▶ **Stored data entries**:
--------------------------------
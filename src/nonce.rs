use rand::Rng;

/// Alphabet for correlation nonces (upper/lower-case letters only).
const ALPHABET: &[u8] = b"ABCDEFGHIJKLMNOPQRSTUVWXYZabcdefghijklmnopqrstuvwxyz";

/// Length of a correlation nonce in characters.
pub const NONCE_LEN: usize = 9;

/// Generate a random correlation token for a `LISTEN` request.
///
/// The upstream service echoes the nonce back on the matching `RESPONSE`,
/// which is how pending add-topic requests are correlated.
pub fn generate() -> String {
    let mut rng = rand::thread_rng();
    (0..NONCE_LEN)
        .map(|_| ALPHABET[rng.gen_range(0..ALPHABET.len())] as char)
        .collect()
}

#[cfg(test)]
mod tests {
    use super::*;

    #[test]
    fn test_nonce_shape() {
        for _ in 0..100 {
            let nonce = generate();
            assert_eq!(nonce.len(), NONCE_LEN);
            assert!(nonce.chars().all(|c| c.is_ascii_alphabetic()));
        }
    }

    #[test]
    fn test_nonces_vary() {
        let a = generate();
        let b = generate();
        // 52^9 possibilities; a collision here means the RNG is broken.
        assert_ne!(a, b);
    }
}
--------------------------------
▶ **Work request**:
The answer must consist of every line from the entries above that contains "correlation".

▶ **Your response**:
/// Alphabet for correlation nonces (upper/lower-case letters only).
/// Length of a correlation nonce in characters.
/// Generate a random correlation token for a `LISTEN` request.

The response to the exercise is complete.